PROBLEM REQUIREMENTS:
Examine the entries and show every line in which the word "Debug" is found.

MATERIAL FOR THIS TASK:
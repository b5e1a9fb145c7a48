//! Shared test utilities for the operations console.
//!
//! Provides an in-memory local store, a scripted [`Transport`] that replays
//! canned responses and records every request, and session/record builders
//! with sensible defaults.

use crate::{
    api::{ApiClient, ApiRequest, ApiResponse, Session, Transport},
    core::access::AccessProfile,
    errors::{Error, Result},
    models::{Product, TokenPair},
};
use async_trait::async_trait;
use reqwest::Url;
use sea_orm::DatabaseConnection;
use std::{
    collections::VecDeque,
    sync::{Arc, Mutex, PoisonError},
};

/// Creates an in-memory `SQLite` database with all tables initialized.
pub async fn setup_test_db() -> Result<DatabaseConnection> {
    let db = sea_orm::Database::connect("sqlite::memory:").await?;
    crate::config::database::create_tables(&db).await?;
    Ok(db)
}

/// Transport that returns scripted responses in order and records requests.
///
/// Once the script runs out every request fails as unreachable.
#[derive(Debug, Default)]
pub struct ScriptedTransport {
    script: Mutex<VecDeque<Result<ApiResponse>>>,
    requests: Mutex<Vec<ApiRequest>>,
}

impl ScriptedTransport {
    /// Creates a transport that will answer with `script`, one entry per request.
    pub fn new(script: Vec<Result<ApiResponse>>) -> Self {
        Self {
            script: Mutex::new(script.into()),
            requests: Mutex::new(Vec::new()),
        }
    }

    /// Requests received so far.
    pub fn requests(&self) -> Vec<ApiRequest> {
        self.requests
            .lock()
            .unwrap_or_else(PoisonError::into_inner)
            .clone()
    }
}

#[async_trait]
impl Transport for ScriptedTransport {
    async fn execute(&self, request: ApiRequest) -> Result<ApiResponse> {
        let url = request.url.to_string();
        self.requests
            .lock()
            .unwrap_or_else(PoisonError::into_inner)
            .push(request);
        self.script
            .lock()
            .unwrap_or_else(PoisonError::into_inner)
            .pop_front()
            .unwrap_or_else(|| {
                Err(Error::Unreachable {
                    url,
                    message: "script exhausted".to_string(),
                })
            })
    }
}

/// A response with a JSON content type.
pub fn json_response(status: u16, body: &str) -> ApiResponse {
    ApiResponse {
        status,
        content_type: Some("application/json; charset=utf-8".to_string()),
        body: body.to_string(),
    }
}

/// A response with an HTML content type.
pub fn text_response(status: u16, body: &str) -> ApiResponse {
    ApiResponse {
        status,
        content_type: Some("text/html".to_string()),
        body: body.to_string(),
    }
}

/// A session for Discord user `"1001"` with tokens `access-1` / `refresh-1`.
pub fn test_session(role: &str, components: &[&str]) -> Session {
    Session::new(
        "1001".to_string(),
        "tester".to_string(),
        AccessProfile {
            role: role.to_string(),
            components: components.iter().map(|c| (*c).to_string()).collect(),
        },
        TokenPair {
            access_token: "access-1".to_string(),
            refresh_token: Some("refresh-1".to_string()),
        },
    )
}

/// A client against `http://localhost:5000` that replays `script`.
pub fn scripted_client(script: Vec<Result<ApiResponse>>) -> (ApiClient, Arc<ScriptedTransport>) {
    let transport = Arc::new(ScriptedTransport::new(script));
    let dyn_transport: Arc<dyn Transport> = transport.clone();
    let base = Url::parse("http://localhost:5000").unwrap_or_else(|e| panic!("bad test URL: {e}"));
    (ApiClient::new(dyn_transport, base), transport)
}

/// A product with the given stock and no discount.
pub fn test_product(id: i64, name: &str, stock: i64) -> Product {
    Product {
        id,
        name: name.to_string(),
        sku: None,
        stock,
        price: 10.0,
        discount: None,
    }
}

==

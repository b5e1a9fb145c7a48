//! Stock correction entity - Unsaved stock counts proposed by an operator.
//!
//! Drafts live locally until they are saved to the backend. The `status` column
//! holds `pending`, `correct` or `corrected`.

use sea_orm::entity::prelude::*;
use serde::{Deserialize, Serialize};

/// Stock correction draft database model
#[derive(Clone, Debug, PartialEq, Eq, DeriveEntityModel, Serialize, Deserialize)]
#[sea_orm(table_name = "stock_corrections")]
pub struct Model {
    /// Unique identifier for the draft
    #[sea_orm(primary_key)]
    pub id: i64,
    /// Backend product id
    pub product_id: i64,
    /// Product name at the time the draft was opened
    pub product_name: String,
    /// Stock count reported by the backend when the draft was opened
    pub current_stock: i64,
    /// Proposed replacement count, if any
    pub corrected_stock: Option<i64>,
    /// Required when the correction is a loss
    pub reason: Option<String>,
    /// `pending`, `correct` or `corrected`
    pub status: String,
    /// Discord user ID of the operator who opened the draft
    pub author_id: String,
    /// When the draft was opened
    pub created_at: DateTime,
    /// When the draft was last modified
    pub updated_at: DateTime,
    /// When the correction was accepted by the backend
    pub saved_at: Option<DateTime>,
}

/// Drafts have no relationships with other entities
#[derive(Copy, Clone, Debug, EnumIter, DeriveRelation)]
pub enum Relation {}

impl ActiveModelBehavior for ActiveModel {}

RESPONSE TO THIS TASK:
#[derive(Debug, Default)]
#[derive(Clone, Debug, PartialEq, Eq, DeriveEntityModel, Serialize, Deserialize)]
#[derive(Copy, Clone, Debug, EnumIter, DeriveRelation)]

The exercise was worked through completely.